◆◆◆◆ 9-25 真偽 ◆◆◆◆
【 ホノカナ 】
「(ちょっとっ、セイレンさんっ!?)」
あまりにずけずけとした物言いに、思わずホノカナは顔を上げ、グンムたちの表情をうかがってしまう。
【 ホノカナ 】
(確かに、その件は、気になってたけどっ……!)
それにしても、問い方があるというものだ。
【 グンム 】
「ほう、なぜそう思うのかな?」
内心はどうあれ、グンムは落ち着いた様子で問い返してくる。
【 セイレン 】
「だって、あの御仁が、そんなまだるっこしい、他人任せな真似をするとは思えませんので! 天子さまを追い出したいんだったなら、自分でやるんじゃないですかねぇ?」
【 シュレイ 】
「――蓼殿と言ったかっ? その言いよう、不遜であろう……!」
【 グンム 】
「……いや、構わん。確かに、疑問に思うのも無理はない」
グンムがシュレイを制する。
【 グンム 】
「もとより、私が直に国母さまのご意向をうかがったわけではない。ゆえに、本物かどうかを保証することはできぬ」
【 グンム 】
「私がこの密旨を拝したのは、みやこから千里の彼方であり、その真偽を確かめるすべはなかった。ゆえに現場の判断として、本物であると認め、ここまで軍を進めてきたわけだ」
【 セイレン 】
「ははぁ――だったら、今からでも国母さまに使者を出して、『これって本物なんですか?』って確かめればいいじゃないですか? それとも、もう確認されたんですかね?」
【 グンム 】
「ふむ……それは、」
【 シュレイ 】
「――本来ならば、そうすべきところであろう」
シュレイが話を引き取って続ける。
【 シュレイ 】
「しかしながら、現在、国母さまは帝都を離れられ、朝廷の監視下にあるとか……そのような状況では、真偽を確かめるのは困難というもの」
【 セイレン 】
「う~ん、それはそうかもしれませんけど、都合のいい解釈じゃないですかねぇ? とどのつまり、あなたが実権を握って、好き勝手にやりたいだけなんじゃないですか?」
【 グンム 】
「…………」
【 セイレン 】
「――って、彼女が言ってました!」
【 ホノカナ 】
「……ええっ!?」
いきなり押し付けられてギョッとしつつ、慌てて顔を伏せるホノカナ。
【 グンム 】
「なかなか手厳しい意見だ。だがまあ、気持ちはわからんでもない」
【 グンム 】
「――そうだな、このさい綺麗事を言うのはよそう」
と、グンムは身を乗り出して。
【 グンム 】
「あんたの言う通りだ。

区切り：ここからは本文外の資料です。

//! # Estimator Configuration
//!
//! Everything the framework needs to know to construct a mode and run the
//! estimator, persisted as TOML. Missing keys take their defaults, so a
//! minimal file only names what differs.

use crate::contract::ContractError;
use crate::estimate::EstimationOptions;
use crate::minimize::MinimizerConfig;
use crate::modes::{AdditiveQuantile, MultiplicativeQuantile, QuantileMode};
use serde::{Deserialize, Serialize};
use std::fs;
use std::io::{BufWriter, Write};
use std::path::Path;
use thiserror::Error;

#[derive(Error, Debug)]
pub enum ConfigError {
    #[error("Failed to read or write configuration file: {0}")]
    IoError(#[from] std::io::Error),
    #[error("Failed to parse TOML configuration: {0}")]
    TomlParseError(#[from] toml::de::Error),
    #[error("Failed to serialize configuration to TOML format: {0}")]
    TomlSerializeError(#[from] toml::ser::Error),
}

#[derive(Debug, Clone, Copy, PartialEq, Eq, Serialize, Deserialize)]
#[serde(rename_all = "snake_case")]
pub enum ModeKind {
    MultiplicativeQuantile,
    AdditiveQuantile,
}

#[derive(Debug, Clone, Copy, PartialEq, Serialize, Deserialize)]
#[serde(default)]
pub struct EstimatorConfig {
    pub mode: ModeKind,
    pub quantile: f64,
    /// Neutral factor in link space. A bin without samples receives its
    /// natural value, clamped away from zero before linking; the default 0
    /// therefore lands on ln(ε) under the log link and ε under the identity.
    pub neutral_factor_link: f64,
    pub parallel: bool,
    pub minimizer: MinimizerConfig,
}

impl Default for EstimatorConfig {
    fn default() -> Self {
        Self {
            mode: ModeKind::MultiplicativeQuantile,
            quantile: 0.5,
            neutral_factor_link: 0.0,
            parallel: false,
            minimizer: MinimizerConfig::default(),
        }
    }
}

impl EstimatorConfig {
    pub fn from_toml_str(text: &str) -> Result<Self, ConfigError> {
        Ok(toml::from_str(text)?)
    }

    pub fn to_toml_string(&self) -> Result<String, ConfigError> {
        Ok(toml::to_string_pretty(self)?)
    }

    /// Saves the configuration to a TOML file.
    pub fn save(&self, path: impl AsRef<Path>) -> Result<(), ConfigError> {
        let toml_string = self.to_toml_string()?;
        let mut file = BufWriter::new(fs::File::create(path)?);
        file.write_all(toml_string.as_bytes())?;
        file.flush()?;
        Ok(())
    }

    /// Loads a configuration from a TOML file.
    pub fn load(path: impl AsRef<Path>) -> Result<Self, ConfigError> {
        let toml_string = fs::read_to_string(path)?;
        Self::from_toml_str(&toml_string)
    }

    /// Constructs the configured mode, validating quantile and neutral factor.
    pub fn build_mode(&self) -> Result<QuantileMode, ContractError> {
        let mode = match self.mode {
            ModeKind::MultiplicativeQuantile => QuantileMode::Multiplicative(
                MultiplicativeQuantile::with_neutral_factor_link(
                    self.quantile,
                    self.neutral_factor_link,
                )?,
            ),
            ModeKind::AdditiveQuantile => QuantileMode::Additive(
                AdditiveQuantile::with_neutral_factor_link(self.quantile, self.neutral_factor_link)?,
            ),
        };
        log::debug!("Configured {:?} at quantile {}", self.mode, self.quantile);
        Ok(mode)
    }

    pub fn estimation_options(&self) -> EstimationOptions {
        EstimationOptions {
            minimizer: self.minimizer,
            parallel: self.parallel,
        }
    }
}

#[cfg(test)]
mod tests {
    use super::*;
    use crate::contract::LossContract;
    use crate::link::LinkFunction;
    use crate::minimize::MinimizerMethod;
    use tempfile::tempdir;

    #[test]
    fn empty_document_gives_defaults() {
        let config = EstimatorConfig::from_toml_str("").unwrap();
        assert_eq!(config, EstimatorConfig::default());
        assert_eq!(config.minimizer.method, MinimizerMethod::NelderMead);
        assert_eq!(config.minimizer.max_iterations, 1000);
    }

    #[test]
    fn partial_document_overrides_named_keys() {
        let config = EstimatorConfig::from_toml_str(
            r#"
            mode = "additive_quantile"
            quantile = 0.9
            parallel = true

            [minimizer]
            method = "bfgs"
            "#,
        )
        .unwrap();
        assert_eq!(config.mode, ModeKind::AdditiveQuantile);
        assert_eq!(config.quantile, 0.9);
        assert!(config.parallel);
        assert_eq!(config.neutral_factor_link, 0.0);
        assert_eq!(config.minimizer.method, MinimizerMethod::Bfgs);
        assert_eq!(config.minimizer.tolerance, 1e-10);

        let options = config.estimation_options();
        assert!(options.parallel);
        assert_eq!(options.minimizer, config.minimizer);
    }

    #[test]
    fn unknown_mode_is_a_parse_error() {
        let err = EstimatorConfig::from_toml_str("mode = \"poisson\"").unwrap_err();
        assert!(matches!(err, ConfigError::TomlParseError(_)));
    }

    #[test]
    fn save_and_load_preserve_the_configuration() {
        let dir = tempdir().unwrap();
        let path = dir.path().join("estimator.toml");
        let config = EstimatorConfig {
            mode: ModeKind::AdditiveQuantile,
            quantile: 0.25,
            neutral_factor_link: -1.5,
            parallel: true,
            minimizer: MinimizerConfig {
                method: MinimizerMethod::Bfgs,
                max_iterations: 50,
                tolerance: 1e-6,
                param_tolerance: 1e-8,
            },
        };
        config.save(&path).unwrap();
        let loaded = EstimatorConfig::load(&path).unwrap();
        assert_eq!(loaded, config);
    }

    #[test]
    fn missing_file_is_an_io_error() {
        let dir = tempdir().unwrap();
        let err = EstimatorConfig::load(dir.path().join("absent.toml")).unwrap_err();
        assert!(matches!(err, ConfigError::IoError(_)));
    }

    #[test]
    fn build_mode_honours_kind_and_settings() {
        let config = EstimatorConfig {
            neutral_factor_link: 0.3,
            ..EstimatorConfig::default()
        };
        let mode = config.build_mode().unwrap();
        assert_eq!(mode.link(), LinkFunction::Log);
        assert!((mode.neutral_factor() - 0.3_f64.exp()).abs() < 1e-12);

        let config = EstimatorConfig {
            mode: ModeKind::AdditiveQuantile,
            quantile: 0.75,
            ..EstimatorConfig::default()
        };
        let mode = config.build_mode().unwrap();
        assert_eq!(mode.link(), LinkFunction::Identity);
        assert_eq!(mode.quantile(), 0.75);

        let config = EstimatorConfig {
            quantile: -0.1,
            ..EstimatorConfig::default()
        };
        assert_eq!(
            config.build_mode().unwrap_err(),
            ContractError::InvalidQuantile(-0.1)
        );
    }
}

俺が目指すのは、帝都の占領、そして朝廷の実権を手にすることで間違いない」
【 ホノカナ 】
「…………!」
あっけらかんと大変なことを言い出すグンムに、ホノカナは息を呑む。
【 グンム 】
「だが、それは俺の欲望を満たすためじゃない。口はばったい言い方をするなら、天下のため――というやつだ」
*口はばったい……広言するの意。
【 グンム 】
「長きに渡って、この国は雲上人の連中によって、思うままに支配されてきた。その結果が、今の世の中のありさまだ。賊がはびこり、役人はふんぞり返り、一握りの者だけがこの世の春を謳歌している……」
【 グンム 】
「そんな世を変えるのが、俺の目的だ。そのためなら、どんな手段でも使ってみせる……それまでの話さ。わかってもらえたかな?」
【 セイレン 】
「……なるほど! ええ、よくわかりました!」
【 ホノカナ 】
(全然わかってなさそう……!)
それはさておき、
【 ホノカナ 】
(やっぱり、この人は、変わってない……?)
かつては、庶民のために平和を求める……と言っていたグンム。
その本質に変化がないのならば、まだ話し合いの余地はあるのかもしれない……
【 ホノカナ 】
(でも……本当に……?)
どこまでが真意なのかは、はかりかねるものがあった。